Author: Rance J, Lafferty L, Treloar C

Theme: Social Science & Policy Research Year: 2018

The issue of reinfection and retreatment may prove crucial to hepatitis C (HCV) eliminations
efforts. While the subject has been the source of considerable discussion in community and
clinical circles, little is known about the attitudes of prisoners. With prisons set to serve as
test cases for ‘treatment as prevention’ (TasP) strategies, this presentation examines the
perceptions and possible implications of reinfection risk among prisoner participants from the
first, real-world trial of HCV TasP in prison: Australia’s Surveillance and Treatment of
Prisoners with Hepatitis C (SToP-C) study.
Participants were recruited from three male correctional facilities in New South Wales, one
minimum and two maximum security. Thirty prisoners (n=30) were interviewed in depth
following the completion of direct-acting antiviral therapy. As part of the interview schedule,
participants were asked to comment on the current national prescribing guidelines permitting
unlimited treatment in the event of reinfection(s).
Underpinning the range of participant responses was a shared, tacit recognition of the
absence of adequate primary prevention measures in prison. Reinfection was considered an
almost inevitable outcome of injecting drug use while incarcerated and in this context most
prisoners endorsed the merits of retreatment. Interestingly, participants speculated that was
treatment to be offered as a ‘once only’ opportunity, that would likely affect decision-making
among fellow prisoners, with some opting to delay treatment for fear of reinfection,
potentially affecting broader TasP efforts.
Australia has led the way internationally in securing universal access to new therapies,
including retreatment if required.

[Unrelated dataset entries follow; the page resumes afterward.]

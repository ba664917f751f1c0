//! Call-out ledger for the active period.
//!
//! # Invariants
//! - Entries are never removed within a period; `take_entries` empties the
//!   ledger only when a period is archived.
//! - Coverage assignment only touches `covered_by_person_id`.

use crate::model::call_out::CalledOutShift;
use crate::model::category::CategoryKey;
use crate::model::person::PersonId;
use serde::{Deserialize, Serialize};
use std::error::Error;
use std::fmt::{Display, Formatter};

/// How strictly call-outs are checked against the roster.
#[derive(Debug, Clone, Copy, Default, PartialEq, Eq, Serialize, Deserialize)]
#[serde(rename_all = "snake_case")]
pub enum LedgerPolicy {
    /// Person and category references must resolve on the live roster.
    #[default]
    Strict,
    /// References are stored as given.
    Permissive,
}

/// Errors for ledger operations. The ledger is unchanged when one is returned.
#[derive(Debug, Clone, PartialEq, Eq)]
pub enum LedgerError {
    IndexOutOfRange { index: usize, len: usize },
    UnknownCategory(CategoryKey),
    UnknownPerson(PersonId),
    PersonNotInCategory {
        person_id: PersonId,
        category: CategoryKey,
    },
    UnknownCoverer(PersonId),
}

impl Display for LedgerError {
    fn fmt(&self, f: &mut Formatter<'_>) -> std::fmt::Result {
        match self {
            Self::IndexOutOfRange { index, len } => {
                write!(f, "call-out index {index} out of range for ledger with {len} entries")
            }
            Self::UnknownCategory(key) => write!(f, "call-out category not found: {key}"),
            Self::UnknownPerson(id) => write!(f, "called-out person not found: {id}"),
            Self::PersonNotInCategory {
                person_id,
                category,
            } => write!(f, "person {person_id} is not in category {category}"),
            Self::UnknownCoverer(id) => write!(f, "covering person not found: {id}"),
        }
    }
}

impl Error for LedgerError {}

#[derive(Debug, Clone, Default, PartialEq, Eq, Serialize, Deserialize)]
#[serde(transparent)]
pub struct CallOutLedger {
    entries: Vec<CalledOutShift>,
}

impl CallOutLedger {
    pub fn new() -> Self {
        Self::default()
    }

    pub fn entries(&self) -> &[CalledOutShift] {
        &self.entries
    }

    pub fn get(&self, index: usize) -> Option<&CalledOutShift> {
        self.entries.get(index)
    }

    pub fn len(&self) -> usize {
        self.entries.len()
    }

    pub fn is_empty(&self) -> bool {
        self.entries.is_empty()
    }

    /// Entries still waiting for coverage, with their ledger index.
    pub fn uncovered(&self) -> impl Iterator<Item = (usize, &CalledOutShift)> {
        self.entries
            .iter()
            .enumerate()
            .filter(|(_, entry)| !entry.is_covered())
    }

    /// Appends an entry and returns its index.
    pub fn record(&mut self, entry: CalledOutShift) -> usize {
        self.entries.push(entry);
        self.entries.len() - 1
    }

    /// Sets the covering person; an existing assignment is overwritten.
    pub fn assign_coverage(
        &mut self,
        index: usize,
        covered_by: PersonId,
    ) -> Result<&CalledOutShift, LedgerError> {
        let len = self.entries.len();
        let entry = self
            .entries
            .get_mut(index)
            .ok_or(LedgerError::IndexOutOfRange { index, len })?;
        entry.covered_by_person_id = Some(covered_by);
        Ok(entry)
    }

    /// Moves every entry out, leaving the ledger empty.
    pub(crate) fn take_entries(&mut self) -> Vec<CalledOutShift> {
        std::mem::take(&mut self.entries)
    }
}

While our findings inevitably reflect the uniqueness of the
prison setting, they nevertheless emphasise the importance of a broader public health
strategy that includes a focus on the issue of reinfection during treatment discussions with
patients (both in the community and prison) and the promotion of retreatment if required.
Disclosure of Interest Statement:
The authors have no conflict of interest to declare.